LUKIN, JERONIMO; BECERRA, RAQUEL; PILO-PAIS, MAURICIO; SIMONCELLI, SABRINA; SZALAI, ALAN M; WILLIAMSON, DAVID; REFOJO, DAMIÁN; ACUNA, GUILLERMO; STEFANI, FERNANDO; SIARRY, BRUNO; UNSAIN, NICOLAS; CACERES, ALFREDO; OWEN, DYLAN

Congreso; XIX Encuentro de superficies y materiales nanoestructurados (NANO 2019); 2019

Imaging the three-dimensional organization of biological structures down to the size of their structural proteins, ~ 4 to 10 nm, can open up exciting opportunities in the life sciences. Although this level of resolution has been reached in the (x,y) plane by DNA-PAINT and MINFLUX techniques [1-2], the issue is not yet solved for the axial counterpart. Axial resolution of fluorescence nanoscopy using a single objective lens lies in the range of 35 to 120 nm and while the 4Pi configuration allows axial resolutions well below 35 nm this comes at the cost of increased technical complexity [3]. Here, we present Supercritical Illumination Microscopy by Photometric z-Localization Encoding (SIMPLE), an easy-to-implement photometric method to determine the axial position of molecules near a dielectric interface under total internal reflection (TIR) excitation.

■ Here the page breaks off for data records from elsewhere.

//! Schema migrations using PRAGMA user_version.

pub mod v001_initial;
pub mod v002_import;

use rusqlite::Connection;
use taxa_core::errors::StorageError;

/// Run all pending migrations.
pub fn run_migrations(conn: &Connection) -> Result<(), StorageError> {
    let current_version: u32 = conn
        .pragma_query_value(None, "user_version", |row| row.get(0))
        .map_err(|e| StorageError::MigrationFailed {
            version: 0,
            message: e.to_string(),
        })?;

    let migrations: &[(&str, u32)] = &[
        (v001_initial::MIGRATION_SQL, 1),
        (v002_import::MIGRATION_SQL, 2),
    ];

    for (sql, version) in migrations {
        if current_version < *version {
            conn.execute_batch(sql)
                .map_err(|e| StorageError::MigrationFailed {
                    version: *version,
                    message: e.to_string(),
                })?;

            conn.pragma_update(None, "user_version", version)
                .map_err(|e| StorageError::MigrationFailed {
                    version: *version,
                    message: e.to_string(),
                })?;
            tracing::info!(version = version, "applied migration");
        }
    }

    Ok(())
}

/// Get the current schema version.
pub fn current_version(conn: &Connection) -> Result<u32, StorageError> {
    conn.pragma_query_value(None, "user_version", |row| row.get(0))
        .map_err(|e| StorageError::SqliteError {
            message: e.to_string(),
        })
}
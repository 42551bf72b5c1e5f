//! Taxonomy record and creation parameters.

use serde::{Deserialize, Serialize};

use super::identifiers::TaxonomyId;
use crate::constants::{VARIANT_CLOSED, VARIANT_FREE_TEXT};

/// A named, policy-governed vocabulary of tags.
#[derive(Debug, Clone, PartialEq, Eq, Serialize, Deserialize)]
pub struct Taxonomy {
    pub id: TaxonomyId,
    pub name: String,
    pub description: String,
    /// Visibility gate: disabled taxonomies are invisible to non-admins.
    pub enabled: bool,
    /// At least one binding is mandatory per object.
    pub required: bool,
    /// More than one binding is permitted per object.
    pub allow_multiple: bool,
    /// Bindings may carry arbitrary strings with no backing tag.
    pub allow_free_text: bool,
    /// Platform-owned; immune to admin edits.
    pub system_defined: bool,
    /// Display hint for author-facing surfaces.
    pub visible_to_authors: bool,
    /// Behavioral variant key, resolved through the taxonomy registry.
    pub variant: String,
}

impl Taxonomy {
    /// The effective variant key: free-text taxonomies always dispatch to
    /// the free-text variant regardless of the stored key.
    pub fn variant_key(&self) -> &str {
        if self.allow_free_text {
            VARIANT_FREE_TEXT
        } else {
            &self.variant
        }
    }
}

/// Parameters for creating a taxonomy. All flags default to the plain
/// closed-vocabulary taxonomy an admin would create from scratch.
#[derive(Debug, Clone, Serialize, Deserialize)]
pub struct TaxonomyParams {
    pub name: String,
    #[serde(default)]
    pub description: String,
    #[serde(default = "default_true")]
    pub enabled: bool,
    #[serde(default)]
    pub required: bool,
    #[serde(default)]
    pub allow_multiple: bool,
    #[serde(default)]
    pub allow_free_text: bool,
    #[serde(default)]
    pub system_defined: bool,
    #[serde(default = "default_true")]
    pub visible_to_authors: bool,
    #[serde(default = "default_variant")]
    pub variant: String,
}

fn default_true() -> bool {
    true
}

fn default_variant() -> String {
    VARIANT_CLOSED.to_string()
}

impl TaxonomyParams {
    pub fn new(name: impl Into<String>) -> Self {
        Self {
            name: name.into(),
            description: String::new(),
            enabled: true,
            required: false,
            allow_multiple: false,
            allow_free_text: false,
            system_defined: false,
            visible_to_authors: true,
            variant: default_variant(),
        }
    }

    pub fn free_text(mut self) -> Self {
        self.allow_free_text = true;
        self
    }

    pub fn multiple(mut self) -> Self {
        self.allow_multiple = true;
        self
    }

    pub fn with_variant(mut self, variant: impl Into<String>) -> Self {
        self.variant = variant.into();
        self
    }
}
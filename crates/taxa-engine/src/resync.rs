//! The resync reconciler.
//!
//! Repairs bindings whose tag link dangles by re-resolving the stored
//! display value through the binding's taxonomy variant. Repair is a link
//! operation only — the denormalized value is never rewritten — and it is
//! monotonic: only dangling links are touched, so a reader racing a resync
//! pass never observes a valid binding turn invalid.

use taxa_core::errors::TaggingError;
use taxa_core::types::ObjectTagId;
use taxa_storage::queries::{object_tags, taxonomies};

use crate::TaggingEngine;

impl TaggingEngine {
    /// Repair dangling bindings whose tag has reappeared. Returns the
    /// number of bindings re-linked. With no repairable bindings this
    /// makes no writes and returns 0. Safe to run repeatedly and
    /// concurrently with tagging.
    pub fn resync_object_tags(
        &self,
        object_tag_ids: Option<&[ObjectTagId]>,
    ) -> Result<usize, TaggingError> {
        self.db().with_writer(|conn| {
            let candidates = object_tags::list_dangling(conn, object_tag_ids)?;
            if candidates.is_empty() {
                return Ok(0);
            }

            let mut repaired = 0;
            for binding in &candidates {
                // A binding that outlived its taxonomy has nothing to
                // resolve against; it stays deleted.
                let Some(taxonomy_id) = binding.taxonomy_id else {
                    continue;
                };
                let Some(taxonomy) = taxonomies::get_taxonomy(conn, taxonomy_id)? else {
                    continue;
                };
                let variant = self.registry().cast(&taxonomy)?;

                // Re-resolve the stored value: closed vocabularies re-find
                // by value, model-backed variants re-materialize by their
                // stable external id. A value that never reappeared is not
                // an error — the binding just stays deleted. Store failures
                // still propagate.
                let tag = match variant.materialize(conn, &taxonomy, &binding.value) {
                    Ok(tag) => tag,
                    Err(TaggingError::TagDoesNotExist { .. }) => continue,
                    Err(e) => return Err(e),
                };
                let Some(tag_id) = tag.id else {
                    continue;
                };

                if object_tags::relink_object_tag(conn, binding.id, tag_id)? {
                    repaired += 1;
                }
            }

            if repaired > 0 {
                tracing::info!(repaired, "resynced object tags");
            }
            Ok(repaired)
        })
    }
}
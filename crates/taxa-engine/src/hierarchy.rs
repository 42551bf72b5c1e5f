//! Hierarchy listing, traversal, and search.
//!
//! The full-taxonomy listing walks the tree level by level: all depth-0
//! tags ordered by value, then all depth-1 tags ordered by value, and so
//! on up to the depth ceiling. Search applies the substring filter to each
//! level's output while still walking the unfiltered tree, so a deep match
//! is never lost behind a non-matching parent.

use rusqlite::Connection;
use smallvec::SmallVec;
use taxa_core::errors::TaggingError;
use taxa_core::types::{Lineage, ObjectTag, Tag, TagId, Taxonomy};
use taxa_storage::queries::tags;

use crate::variants::TaxonomyVariant;
use crate::TaggingEngine;

/// Bound on ancestor walks. Tree depth is unbounded in storage, so lineage
/// lookup needs its own ceiling to stay cycle-proof.
const MAX_LINEAGE_DEPTH: usize = 32;

impl TaggingEngine {
    /// All tags of a taxonomy in level order, up to the configured depth
    /// ceiling.
    pub fn get_tags(&self, taxonomy: &Taxonomy) -> Result<Vec<Tag>, TaggingError> {
        self.get_tags_with_depth(taxonomy, self.config().effective_tree_depth_limit())
    }

    /// All tags of a taxonomy in level order, with an explicit ceiling.
    pub fn get_tags_with_depth(
        &self,
        taxonomy: &Taxonomy,
        depth_limit: usize,
    ) -> Result<Vec<Tag>, TaggingError> {
        let variant = self.registry().cast(taxonomy)?;
        self.db()
            .with_reader(|conn| level_walk(conn, taxonomy, variant.as_ref(), depth_limit, None))
    }

    /// Root-level tags, ordered by value.
    pub fn get_root_tags(&self, taxonomy: &Taxonomy) -> Result<Vec<Tag>, TaggingError> {
        let variant = self.registry().cast(taxonomy)?;
        self.db()
            .with_reader(|conn| variant.root_tags(conn, taxonomy, None))
    }

    /// Direct children of a tag, ordered by value, optionally filtered by
    /// a case-insensitive substring.
    pub fn get_children_tags(
        &self,
        taxonomy: &Taxonomy,
        parent_id: TagId,
        search_term: Option<&str>,
    ) -> Result<Vec<Tag>, TaggingError> {
        let variant = self.registry().cast(taxonomy)?;
        self.db()
            .with_reader(|conn| variant.children_of(conn, taxonomy, parent_id, search_term))
    }

    /// Tags matching a case-insensitive substring, in hierarchy order.
    pub fn search_tags(
        &self,
        taxonomy: &Taxonomy,
        search_term: &str,
    ) -> Result<Vec<Tag>, TaggingError> {
        let variant = self.registry().cast(taxonomy)?;
        let depth_limit = self.config().effective_tree_depth_limit();
        self.db().with_reader(|conn| {
            level_walk(conn, taxonomy, variant.as_ref(), depth_limit, Some(search_term))
        })
    }

    /// Ordered ancestors-to-self value path for a binding. Falls back to
    /// the denormalized value as a single-element lineage when no live tag
    /// backs the binding.
    pub fn get_lineage(&self, object_tag: &ObjectTag) -> Result<Lineage, TaggingError> {
        let Some(tag_id) = object_tag.tag_id else {
            return Ok(object_tag.value_lineage());
        };

        self.db().with_reader(|conn| {
            let Some(tag) = tags::get_tag(conn, tag_id)? else {
                return Ok(object_tag.value_lineage());
            };

            let ancestors = tags::ancestors_of(conn, &tag, MAX_LINEAGE_DEPTH)?;
            let mut lineage: Lineage = ancestors.into_iter().map(|t| t.value).collect();
            lineage.push(tag.value);
            Ok(lineage)
        })
    }
}

/// Level-by-level walk shared by the full listing and search.
fn level_walk(
    conn: &Connection,
    taxonomy: &Taxonomy,
    variant: &dyn TaxonomyVariant,
    depth_limit: usize,
    search_term: Option<&str>,
) -> Result<Vec<Tag>, TaggingError> {
    let mut result = variant.root_tags(conn, taxonomy, search_term)?;
    if depth_limit <= 1 {
        return Ok(result);
    }

    // Parents for the next level come from the unfiltered tree.
    let mut parents: SmallVec<[TagId; 16]> = match search_term {
        None => result.iter().filter_map(|t| t.id).collect(),
        Some(_) => variant
            .root_tags(conn, taxonomy, None)?
            .iter()
            .filter_map(|t| t.id)
            .collect(),
    };

    for _ in 1..depth_limit {
        if parents.is_empty() {
            break;
        }
        let level = tags::children_of_many(conn, taxonomy.id, &parents, search_term)?;
        let next_parents: SmallVec<[TagId; 16]> = match search_term {
            None => level.iter().filter_map(|t| t.id).collect(),
            Some(_) => tags::children_of_many(conn, taxonomy.id, &parents, None)?
                .iter()
                .filter_map(|t| t.id)
                .collect(),
        };
        result.extend(level);
        parents = next_parents;
    }

    Ok(result)
}
//! taxa-core: shared foundation for the taxa tagging engine.
//!
//! This crate carries everything the storage and engine layers have in
//! common: typed identifiers, the domain records (Taxonomy, Tag,
//! ObjectTag), error enums, runtime configuration, tracing setup, and the
//! permission predicate table consulted by every mutating entry point.

pub mod config;
pub mod constants;
pub mod errors;
pub mod permissions;
pub mod tracing;
pub mod types;

// Re-exports for convenience
pub use config::TaggingConfig;
pub use errors::{ConfigError, ErrorCode, StorageError, TaggingError};
pub use permissions::{
    ObjectPermissionCheck, PermissionError, PermissionResource, PermissionTable, UserContext,
};
pub use types::{
    Lineage, ObjectTag, ObjectTagId, Tag, TagId, Taxonomy, TaxonomyId, TaxonomyParams,
    VARIANT_CLOSED, VARIANT_FREE_TEXT, VARIANT_LANGUAGE,
};
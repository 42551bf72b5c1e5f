//! Domain records shared across the storage and engine layers.

pub mod identifiers;
pub mod object_tag;
pub mod tag;
pub mod taxonomy;

pub use identifiers::{ObjectTagId, TagId, TaxonomyId};
pub use object_tag::{Lineage, ObjectTag};
pub use tag::Tag;
pub use taxonomy::{Taxonomy, TaxonomyParams};

pub use crate::constants::{VARIANT_CLOSED, VARIANT_FREE_TEXT, VARIANT_LANGUAGE};
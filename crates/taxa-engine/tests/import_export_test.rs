//! Import/export pipeline tests.

use std::sync::Arc;

use taxa_core::errors::TaggingError;
use taxa_core::types::{Taxonomy, TaxonomyParams};
use taxa_engine::{ImportAction, ParserFormat, TaggingEngine};
use taxa_storage::queries::import_tasks::ImportTaskStatus;
use taxa_storage::DatabaseManager;

fn engine() -> TaggingEngine {
    TaggingEngine::new(Arc::new(DatabaseManager::open_in_memory().unwrap()))
}

fn closed_taxonomy(engine: &TaggingEngine, name: &str) -> Taxonomy {
    engine.create_taxonomy(&TaxonomyParams::new(name)).unwrap()
}

const INITIAL: &[u8] = br#"{"tags": [
    {"id": "life", "value": "Life on Earth"},
    {"id": "arch", "value": "Archaea", "parent_id": "life"},
    {"id": "bact", "value": "Bacteria", "parent_id": "life"}
]}"#;

#[test]
fn import_creates_the_tree_and_logs_the_run() {
    let engine = engine();
    let taxonomy = closed_taxonomy(&engine, "Import Taxonomy Test");

    let (ok, task, plan) = engine
        .import_tags(&taxonomy, INITIAL, ParserFormat::Json, false, false)
        .unwrap();
    assert!(ok);
    assert_eq!(task.status, ImportTaskStatus::Success);
    assert_eq!(plan.unwrap().actions.len(), 3);

    let tags = engine.get_tags(&taxonomy).unwrap();
    let values: Vec<_> = tags.iter().map(|t| t.value.as_str()).collect();
    assert_eq!(values, ["Life on Earth", "Archaea", "Bacteria"]);

    let log = engine.get_last_import_log(taxonomy.id).unwrap().unwrap();
    assert!(log.contains("starting import parse"));
    assert!(log.contains("create tag `Archaea` (arch) under life"));
    assert_eq!(
        engine.get_last_import_status(taxonomy.id).unwrap(),
        Some(ImportTaskStatus::Success)
    );
}

#[test]
fn reimport_renames_moves_and_deletes() {
    let engine = engine();
    let taxonomy = closed_taxonomy(&engine, "Import Taxonomy Test");
    engine
        .import_tags(&taxonomy, INITIAL, ParserFormat::Json, false, false)
        .unwrap();

    // Rename bacteria, move archaea to the root, drop life (replace).
    let updated = br#"{"tags": [
        {"id": "arch", "value": "Archaea"},
        {"id": "bact", "value": "Eubacteria", "parent_id": "arch"}
    ]}"#;
    let (ok, _, plan) = engine
        .import_tags(&taxonomy, updated, ParserFormat::Json, true, false)
        .unwrap();
    assert!(ok);

    let plan = plan.unwrap();
    assert!(plan
        .actions
        .iter()
        .any(|a| matches!(a, ImportAction::RenameTag { .. })));
    assert!(plan
        .actions
        .iter()
        .any(|a| matches!(a, ImportAction::UpdateParent { .. })));
    assert!(plan
        .actions
        .iter()
        .any(|a| matches!(a, ImportAction::DeleteTag { .. })));

    let tags = engine.get_tags(&taxonomy).unwrap();
    let values: Vec<_> = tags.iter().map(|t| t.value.as_str()).collect();
    assert_eq!(values, ["Archaea", "Eubacteria"]);
}

#[test]
fn plan_only_leaves_the_vocabulary_untouched() {
    let engine = engine();
    let taxonomy = closed_taxonomy(&engine, "Import Taxonomy Test");

    let (ok, task, plan) = engine
        .import_tags(&taxonomy, INITIAL, ParserFormat::Json, false, true)
        .unwrap();
    assert!(ok);
    assert_eq!(task.status, ImportTaskStatus::Success);
    assert_eq!(plan.unwrap().actions.len(), 3);
    assert!(engine.get_tags(&taxonomy).unwrap().is_empty());
}

#[test]
fn parse_errors_end_the_task_in_error_state() {
    let engine = engine();
    let taxonomy = closed_taxonomy(&engine, "Import Taxonomy Test");

    let (ok, task, plan) = engine
        .import_tags(&taxonomy, b"not json", ParserFormat::Json, false, false)
        .unwrap();
    assert!(!ok);
    assert!(plan.is_none());
    assert_eq!(task.status, ImportTaskStatus::Error);
    assert!(task.log.contains("parse error"));

    // A terminal failed task does not block the next import.
    let (ok, _, _) = engine
        .import_tags(&taxonomy, INITIAL, ParserFormat::Json, false, false)
        .unwrap();
    assert!(ok);
}

#[test]
fn unknown_parent_is_a_plan_error() {
    let engine = engine();
    let taxonomy = closed_taxonomy(&engine, "Import Taxonomy Test");

    let data = br#"{"tags": [
        {"id": "arch", "value": "Archaea", "parent_id": "missing"}
    ]}"#;
    let (ok, task, plan) = engine
        .import_tags(&taxonomy, data, ParserFormat::Json, false, false)
        .unwrap();
    assert!(!ok);
    assert_eq!(task.status, ImportTaskStatus::Error);
    let plan = plan.unwrap();
    assert!(plan.errors[0].contains("unknown parent"));
    assert!(engine.get_tags(&taxonomy).unwrap().is_empty());
}

#[test]
fn import_rejects_free_text_and_system_taxonomies() {
    let engine = engine();

    let free = engine
        .create_taxonomy(&TaxonomyParams::new("Keywords").free_text())
        .unwrap();
    let err = engine
        .import_tags(&free, INITIAL, ParserFormat::Json, false, false)
        .unwrap_err();
    assert!(matches!(err, TaggingError::ImportNotAllowed { .. }));

    let mut params = TaxonomyParams::new("Platform");
    params.system_defined = true;
    let system = engine.create_taxonomy(&params).unwrap();
    let err = engine
        .import_tags(&system, INITIAL, ParserFormat::Json, false, false)
        .unwrap_err();
    assert!(matches!(err, TaggingError::ImportNotAllowed { .. }));
}

#[test]
fn export_round_trips_through_import() {
    let engine = engine();
    let taxonomy = closed_taxonomy(&engine, "Import Taxonomy Test");
    engine
        .import_tags(&taxonomy, INITIAL, ParserFormat::Json, false, false)
        .unwrap();

    let exported = engine.export_tags(&taxonomy, ParserFormat::Json).unwrap();

    let other = closed_taxonomy(&engine, "Copy");
    let (ok, _, _) = engine
        .import_tags(&other, exported.as_bytes(), ParserFormat::Json, false, false)
        .unwrap();
    assert!(ok);

    let original: Vec<_> = engine
        .get_tags(&taxonomy)
        .unwrap()
        .into_iter()
        .map(|t| (t.value, t.external_id))
        .collect();
    let copied: Vec<_> = engine
        .get_tags(&other)
        .unwrap()
        .into_iter()
        .map(|t| (t.value, t.external_id))
        .collect();
    assert_eq!(original, copied);
}
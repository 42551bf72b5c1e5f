//! V002: tag import task log.

pub const MIGRATION_SQL: &str = r#"
-- One row per import run, with an append-only execution log. At most one
-- non-terminal task per taxonomy is allowed at a time (enforced by the
-- engine, not the schema).
CREATE TABLE IF NOT EXISTS tag_import_task (
    id INTEGER PRIMARY KEY AUTOINCREMENT,
    taxonomy_id INTEGER NOT NULL REFERENCES taxonomy(id) ON DELETE CASCADE,
    status TEXT NOT NULL DEFAULT 'planning',
    log TEXT NOT NULL DEFAULT '',
    creation_date INTEGER NOT NULL DEFAULT (unixepoch())
) STRICT;

CREATE INDEX IF NOT EXISTS idx_import_task_taxonomy
    ON tag_import_task(taxonomy_id, creation_date);
"#;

SIMPLE consists of calibrating the detected fluorescence signal considering both the exponential decay of the excitation field (with a small non-evanescent component) and the z-dependant emission of single molecules that are close to the interfase, in order to retrieve the axial position of single molecules from a direct measurement of their detected fluorescence signal. In combination with DNA-PAINT, SIMPLE delivers sub-10 nm resolution in all three dimensions, enabling the direct recognition of protein assemblies at the molecular level (Figure 1).